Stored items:
^^^^^^^^

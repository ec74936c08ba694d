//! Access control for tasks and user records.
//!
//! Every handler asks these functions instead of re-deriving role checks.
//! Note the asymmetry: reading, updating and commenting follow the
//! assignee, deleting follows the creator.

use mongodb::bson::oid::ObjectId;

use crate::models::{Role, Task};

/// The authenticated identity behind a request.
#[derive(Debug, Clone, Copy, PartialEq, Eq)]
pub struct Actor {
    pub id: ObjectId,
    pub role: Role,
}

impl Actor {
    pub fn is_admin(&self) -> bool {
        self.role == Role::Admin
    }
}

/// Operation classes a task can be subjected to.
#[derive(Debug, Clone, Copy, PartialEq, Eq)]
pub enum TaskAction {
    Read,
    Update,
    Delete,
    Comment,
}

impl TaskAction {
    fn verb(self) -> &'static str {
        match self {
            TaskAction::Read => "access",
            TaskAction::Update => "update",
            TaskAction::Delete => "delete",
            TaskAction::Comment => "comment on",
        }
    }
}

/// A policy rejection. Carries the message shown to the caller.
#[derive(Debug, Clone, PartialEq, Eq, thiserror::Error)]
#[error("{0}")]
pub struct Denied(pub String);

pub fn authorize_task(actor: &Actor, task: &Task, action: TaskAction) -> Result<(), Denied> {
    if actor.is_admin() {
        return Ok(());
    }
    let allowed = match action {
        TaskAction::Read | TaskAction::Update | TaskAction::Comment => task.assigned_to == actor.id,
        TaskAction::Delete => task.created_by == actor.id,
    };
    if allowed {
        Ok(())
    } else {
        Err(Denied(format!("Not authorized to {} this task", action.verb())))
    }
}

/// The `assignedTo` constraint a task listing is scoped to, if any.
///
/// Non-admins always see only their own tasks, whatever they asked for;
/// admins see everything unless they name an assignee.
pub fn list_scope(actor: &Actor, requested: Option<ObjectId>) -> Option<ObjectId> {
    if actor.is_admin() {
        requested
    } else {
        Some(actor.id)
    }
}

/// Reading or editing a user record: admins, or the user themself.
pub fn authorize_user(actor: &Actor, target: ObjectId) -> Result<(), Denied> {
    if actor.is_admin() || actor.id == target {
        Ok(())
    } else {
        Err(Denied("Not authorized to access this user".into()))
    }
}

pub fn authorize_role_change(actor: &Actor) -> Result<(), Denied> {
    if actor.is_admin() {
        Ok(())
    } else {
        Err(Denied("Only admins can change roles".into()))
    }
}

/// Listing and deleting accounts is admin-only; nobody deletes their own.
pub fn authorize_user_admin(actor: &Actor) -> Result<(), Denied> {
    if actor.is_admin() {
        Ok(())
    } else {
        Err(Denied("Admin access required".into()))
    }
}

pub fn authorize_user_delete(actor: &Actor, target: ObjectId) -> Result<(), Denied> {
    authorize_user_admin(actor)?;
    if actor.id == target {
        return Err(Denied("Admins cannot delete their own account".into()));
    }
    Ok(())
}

^^^^^^^^

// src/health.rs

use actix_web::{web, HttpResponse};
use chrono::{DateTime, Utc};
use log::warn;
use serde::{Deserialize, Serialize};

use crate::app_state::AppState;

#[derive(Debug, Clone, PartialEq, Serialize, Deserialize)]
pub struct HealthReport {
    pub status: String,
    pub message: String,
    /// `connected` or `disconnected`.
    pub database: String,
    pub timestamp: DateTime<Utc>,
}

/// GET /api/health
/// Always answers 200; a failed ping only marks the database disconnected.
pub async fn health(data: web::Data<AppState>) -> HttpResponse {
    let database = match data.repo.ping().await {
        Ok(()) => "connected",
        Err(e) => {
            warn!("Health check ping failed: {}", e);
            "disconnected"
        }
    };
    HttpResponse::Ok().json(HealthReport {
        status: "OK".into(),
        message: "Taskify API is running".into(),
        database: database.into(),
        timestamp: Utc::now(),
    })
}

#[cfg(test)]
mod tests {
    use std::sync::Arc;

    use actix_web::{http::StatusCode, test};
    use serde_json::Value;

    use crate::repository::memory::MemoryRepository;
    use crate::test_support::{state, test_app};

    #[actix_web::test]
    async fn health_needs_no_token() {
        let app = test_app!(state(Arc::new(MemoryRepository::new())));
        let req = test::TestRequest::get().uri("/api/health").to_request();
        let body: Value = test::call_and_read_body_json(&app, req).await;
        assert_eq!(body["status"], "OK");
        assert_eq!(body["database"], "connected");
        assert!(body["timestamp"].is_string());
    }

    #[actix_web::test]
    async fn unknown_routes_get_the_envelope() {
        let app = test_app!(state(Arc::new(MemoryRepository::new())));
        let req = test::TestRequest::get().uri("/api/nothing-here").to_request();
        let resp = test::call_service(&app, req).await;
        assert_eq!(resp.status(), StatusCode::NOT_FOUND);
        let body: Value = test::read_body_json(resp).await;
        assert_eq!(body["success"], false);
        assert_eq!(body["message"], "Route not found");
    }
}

^^^^^^^^

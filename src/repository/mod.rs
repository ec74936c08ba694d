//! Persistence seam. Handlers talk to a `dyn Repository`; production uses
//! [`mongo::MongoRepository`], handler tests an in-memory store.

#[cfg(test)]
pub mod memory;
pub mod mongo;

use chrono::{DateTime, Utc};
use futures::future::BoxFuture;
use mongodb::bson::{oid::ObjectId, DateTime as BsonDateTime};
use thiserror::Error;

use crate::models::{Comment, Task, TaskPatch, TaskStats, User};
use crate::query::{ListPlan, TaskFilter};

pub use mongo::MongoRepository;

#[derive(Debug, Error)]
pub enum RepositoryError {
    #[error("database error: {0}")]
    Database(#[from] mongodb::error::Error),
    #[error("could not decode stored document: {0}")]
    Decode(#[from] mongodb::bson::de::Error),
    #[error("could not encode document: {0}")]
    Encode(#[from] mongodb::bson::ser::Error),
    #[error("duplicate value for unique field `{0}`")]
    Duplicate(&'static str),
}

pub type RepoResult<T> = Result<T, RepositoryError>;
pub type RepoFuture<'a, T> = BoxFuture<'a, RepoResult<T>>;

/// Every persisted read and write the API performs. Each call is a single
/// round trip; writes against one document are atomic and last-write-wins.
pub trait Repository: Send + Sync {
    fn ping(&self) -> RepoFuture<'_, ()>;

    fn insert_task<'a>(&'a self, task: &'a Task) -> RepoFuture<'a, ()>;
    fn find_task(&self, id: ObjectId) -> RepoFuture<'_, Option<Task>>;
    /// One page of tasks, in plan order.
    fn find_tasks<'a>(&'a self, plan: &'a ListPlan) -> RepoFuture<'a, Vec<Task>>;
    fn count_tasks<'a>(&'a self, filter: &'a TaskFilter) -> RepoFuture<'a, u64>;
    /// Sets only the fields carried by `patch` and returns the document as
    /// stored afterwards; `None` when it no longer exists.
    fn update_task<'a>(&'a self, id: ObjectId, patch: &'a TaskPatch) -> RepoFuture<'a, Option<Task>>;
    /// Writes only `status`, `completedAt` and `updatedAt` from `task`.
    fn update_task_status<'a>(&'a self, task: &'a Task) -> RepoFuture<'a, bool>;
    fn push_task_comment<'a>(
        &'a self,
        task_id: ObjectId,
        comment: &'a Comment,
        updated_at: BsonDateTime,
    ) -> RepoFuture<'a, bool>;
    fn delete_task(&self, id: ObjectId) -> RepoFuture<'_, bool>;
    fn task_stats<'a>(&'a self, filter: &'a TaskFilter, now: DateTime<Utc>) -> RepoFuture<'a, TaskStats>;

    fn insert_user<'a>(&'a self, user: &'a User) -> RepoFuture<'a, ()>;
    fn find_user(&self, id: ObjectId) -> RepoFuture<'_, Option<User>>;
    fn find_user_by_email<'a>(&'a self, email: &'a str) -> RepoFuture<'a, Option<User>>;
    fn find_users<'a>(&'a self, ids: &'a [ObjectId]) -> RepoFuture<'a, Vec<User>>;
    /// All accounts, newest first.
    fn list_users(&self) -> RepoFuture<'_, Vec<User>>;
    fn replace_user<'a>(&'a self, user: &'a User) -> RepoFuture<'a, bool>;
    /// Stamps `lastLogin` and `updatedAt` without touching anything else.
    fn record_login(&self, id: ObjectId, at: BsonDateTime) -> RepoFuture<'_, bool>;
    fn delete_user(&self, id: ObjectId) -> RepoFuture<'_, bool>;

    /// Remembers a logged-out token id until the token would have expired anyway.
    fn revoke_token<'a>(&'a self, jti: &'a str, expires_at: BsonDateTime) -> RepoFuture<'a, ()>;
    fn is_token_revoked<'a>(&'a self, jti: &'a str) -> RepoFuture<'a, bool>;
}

^^^^^^^^

▶ [Required work]: Go through the data and return each line where the word "assignee" appears.

▶ [Answer for this exercise]:
//! assignee, deleting follows the creator.
/// admins see everything unless they name an assignee.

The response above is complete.